(Stored items)

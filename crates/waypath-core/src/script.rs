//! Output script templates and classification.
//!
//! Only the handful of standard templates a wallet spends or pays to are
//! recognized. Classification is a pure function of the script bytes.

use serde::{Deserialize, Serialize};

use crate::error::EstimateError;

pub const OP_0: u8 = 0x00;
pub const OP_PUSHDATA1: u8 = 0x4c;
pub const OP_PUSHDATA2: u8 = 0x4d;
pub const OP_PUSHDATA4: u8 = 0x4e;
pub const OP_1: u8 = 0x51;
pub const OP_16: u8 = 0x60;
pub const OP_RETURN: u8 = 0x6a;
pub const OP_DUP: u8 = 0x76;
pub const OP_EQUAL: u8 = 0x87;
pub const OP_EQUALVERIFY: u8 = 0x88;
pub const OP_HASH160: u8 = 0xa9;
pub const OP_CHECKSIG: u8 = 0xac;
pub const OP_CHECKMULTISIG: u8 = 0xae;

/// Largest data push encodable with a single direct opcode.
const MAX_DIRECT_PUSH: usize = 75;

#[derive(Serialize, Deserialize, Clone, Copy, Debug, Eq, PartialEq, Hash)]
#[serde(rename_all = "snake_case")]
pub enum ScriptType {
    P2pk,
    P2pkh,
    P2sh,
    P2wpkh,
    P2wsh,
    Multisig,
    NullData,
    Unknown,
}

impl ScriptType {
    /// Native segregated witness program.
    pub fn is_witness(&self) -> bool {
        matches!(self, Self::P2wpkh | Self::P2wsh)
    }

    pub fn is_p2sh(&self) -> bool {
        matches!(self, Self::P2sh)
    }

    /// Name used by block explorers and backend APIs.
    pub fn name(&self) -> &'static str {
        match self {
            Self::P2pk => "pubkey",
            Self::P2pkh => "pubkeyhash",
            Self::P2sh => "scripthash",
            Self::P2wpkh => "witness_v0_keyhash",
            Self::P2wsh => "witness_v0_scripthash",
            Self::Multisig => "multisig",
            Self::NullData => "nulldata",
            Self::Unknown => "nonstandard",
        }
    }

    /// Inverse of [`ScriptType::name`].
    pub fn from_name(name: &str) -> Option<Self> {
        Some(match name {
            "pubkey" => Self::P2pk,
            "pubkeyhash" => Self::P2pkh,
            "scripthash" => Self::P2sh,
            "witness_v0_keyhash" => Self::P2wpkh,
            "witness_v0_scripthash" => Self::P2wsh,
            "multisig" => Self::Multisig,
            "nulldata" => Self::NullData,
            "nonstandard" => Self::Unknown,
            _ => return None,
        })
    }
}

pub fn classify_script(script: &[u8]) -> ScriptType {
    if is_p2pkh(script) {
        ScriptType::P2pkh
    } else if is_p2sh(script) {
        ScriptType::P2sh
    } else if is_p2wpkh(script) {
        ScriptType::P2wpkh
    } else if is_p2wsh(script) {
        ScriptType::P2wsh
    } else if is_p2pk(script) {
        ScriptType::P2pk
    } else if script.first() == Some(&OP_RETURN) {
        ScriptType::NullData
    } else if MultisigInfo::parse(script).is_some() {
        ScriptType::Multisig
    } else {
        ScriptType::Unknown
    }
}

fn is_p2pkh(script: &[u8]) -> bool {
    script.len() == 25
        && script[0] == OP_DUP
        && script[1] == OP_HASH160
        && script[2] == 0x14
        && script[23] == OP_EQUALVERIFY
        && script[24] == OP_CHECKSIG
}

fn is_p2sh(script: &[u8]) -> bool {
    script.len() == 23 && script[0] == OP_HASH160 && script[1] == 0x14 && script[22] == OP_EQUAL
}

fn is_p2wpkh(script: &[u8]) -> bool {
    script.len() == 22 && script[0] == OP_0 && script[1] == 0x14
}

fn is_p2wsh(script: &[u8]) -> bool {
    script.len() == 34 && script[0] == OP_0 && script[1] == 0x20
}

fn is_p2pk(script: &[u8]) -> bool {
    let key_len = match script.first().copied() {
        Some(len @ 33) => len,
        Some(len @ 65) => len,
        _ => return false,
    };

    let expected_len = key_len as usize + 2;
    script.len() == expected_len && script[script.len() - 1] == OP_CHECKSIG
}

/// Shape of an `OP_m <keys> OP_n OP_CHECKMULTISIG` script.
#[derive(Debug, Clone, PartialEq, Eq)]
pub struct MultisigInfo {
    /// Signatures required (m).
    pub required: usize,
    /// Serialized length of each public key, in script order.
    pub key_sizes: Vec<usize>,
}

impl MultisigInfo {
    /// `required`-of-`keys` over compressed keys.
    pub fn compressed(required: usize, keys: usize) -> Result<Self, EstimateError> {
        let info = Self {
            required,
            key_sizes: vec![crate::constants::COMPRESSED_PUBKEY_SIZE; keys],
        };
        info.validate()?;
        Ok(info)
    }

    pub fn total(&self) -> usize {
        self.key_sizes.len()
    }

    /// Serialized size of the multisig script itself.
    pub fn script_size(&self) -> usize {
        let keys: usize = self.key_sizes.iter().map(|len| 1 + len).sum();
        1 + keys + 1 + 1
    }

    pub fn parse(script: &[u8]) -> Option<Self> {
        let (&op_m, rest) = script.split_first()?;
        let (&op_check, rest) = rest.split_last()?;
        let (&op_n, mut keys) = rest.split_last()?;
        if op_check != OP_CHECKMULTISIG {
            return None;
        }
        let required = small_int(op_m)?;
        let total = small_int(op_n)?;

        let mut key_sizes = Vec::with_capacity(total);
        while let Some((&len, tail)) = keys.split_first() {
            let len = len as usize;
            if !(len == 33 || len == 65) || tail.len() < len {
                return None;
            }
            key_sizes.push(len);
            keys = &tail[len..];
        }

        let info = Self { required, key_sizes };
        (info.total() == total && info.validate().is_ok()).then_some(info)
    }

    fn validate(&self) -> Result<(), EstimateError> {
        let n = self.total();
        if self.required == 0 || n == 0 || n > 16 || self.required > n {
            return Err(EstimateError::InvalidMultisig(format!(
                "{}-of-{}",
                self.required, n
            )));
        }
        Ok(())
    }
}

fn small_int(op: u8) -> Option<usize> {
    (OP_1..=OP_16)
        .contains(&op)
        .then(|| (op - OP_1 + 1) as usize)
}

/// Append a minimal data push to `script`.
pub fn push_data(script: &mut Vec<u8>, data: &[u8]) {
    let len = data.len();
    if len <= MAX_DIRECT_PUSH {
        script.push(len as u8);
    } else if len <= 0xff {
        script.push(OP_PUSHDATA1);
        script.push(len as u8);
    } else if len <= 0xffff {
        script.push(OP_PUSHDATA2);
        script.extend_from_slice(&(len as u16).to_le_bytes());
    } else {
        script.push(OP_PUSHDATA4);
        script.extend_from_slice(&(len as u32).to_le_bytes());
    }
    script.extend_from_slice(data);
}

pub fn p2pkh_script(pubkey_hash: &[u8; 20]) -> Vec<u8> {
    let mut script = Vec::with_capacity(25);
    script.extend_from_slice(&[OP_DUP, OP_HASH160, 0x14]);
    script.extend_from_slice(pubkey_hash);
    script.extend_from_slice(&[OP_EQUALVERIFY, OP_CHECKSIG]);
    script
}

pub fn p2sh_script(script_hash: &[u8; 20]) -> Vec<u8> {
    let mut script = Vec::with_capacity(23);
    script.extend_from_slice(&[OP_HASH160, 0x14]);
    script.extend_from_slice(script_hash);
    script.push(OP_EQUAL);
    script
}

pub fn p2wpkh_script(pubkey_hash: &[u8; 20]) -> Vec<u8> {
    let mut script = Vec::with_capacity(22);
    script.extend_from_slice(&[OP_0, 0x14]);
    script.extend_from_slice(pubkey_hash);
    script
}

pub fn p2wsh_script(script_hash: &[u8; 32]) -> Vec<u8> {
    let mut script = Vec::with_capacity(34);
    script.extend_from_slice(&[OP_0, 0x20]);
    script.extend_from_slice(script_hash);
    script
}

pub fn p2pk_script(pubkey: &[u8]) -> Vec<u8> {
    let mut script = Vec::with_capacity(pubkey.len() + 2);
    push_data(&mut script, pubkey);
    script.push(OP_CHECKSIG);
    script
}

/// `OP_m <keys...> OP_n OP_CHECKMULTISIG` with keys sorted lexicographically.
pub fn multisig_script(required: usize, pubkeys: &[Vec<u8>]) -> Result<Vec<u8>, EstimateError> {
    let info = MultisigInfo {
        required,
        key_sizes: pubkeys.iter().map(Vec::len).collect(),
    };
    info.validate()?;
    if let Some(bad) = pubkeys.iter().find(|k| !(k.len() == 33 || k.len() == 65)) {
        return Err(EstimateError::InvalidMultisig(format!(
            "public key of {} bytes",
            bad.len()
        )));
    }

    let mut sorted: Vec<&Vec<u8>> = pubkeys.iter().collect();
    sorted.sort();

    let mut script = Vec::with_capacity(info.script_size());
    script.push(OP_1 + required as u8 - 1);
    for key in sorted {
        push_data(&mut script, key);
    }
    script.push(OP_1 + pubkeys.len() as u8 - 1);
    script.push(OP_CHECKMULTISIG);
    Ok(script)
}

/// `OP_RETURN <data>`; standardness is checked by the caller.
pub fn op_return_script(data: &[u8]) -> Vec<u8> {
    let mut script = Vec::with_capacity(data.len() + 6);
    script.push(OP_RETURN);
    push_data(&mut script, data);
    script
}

> _Problem to solve_
Read the entries and pick out all lines that include the word "required".

> _Answer section_
    /// Signatures required (m).
    pub required: usize,
    /// `required`-of-`keys` over compressed keys.
    pub fn compressed(required: usize, keys: usize) -> Result<Self, EstimateError> {
            required,
        let required = small_int(op_m)?;
        let info = Self { required, key_sizes };
        if self.required == 0 || n == 0 || n > 16 || self.required > n {
                self.required, n
pub fn multisig_script(required: usize, pubkeys: &[Vec<u8>]) -> Result<Vec<u8>, EstimateError> {
        required,
    script.push(OP_1 + required as u8 - 1);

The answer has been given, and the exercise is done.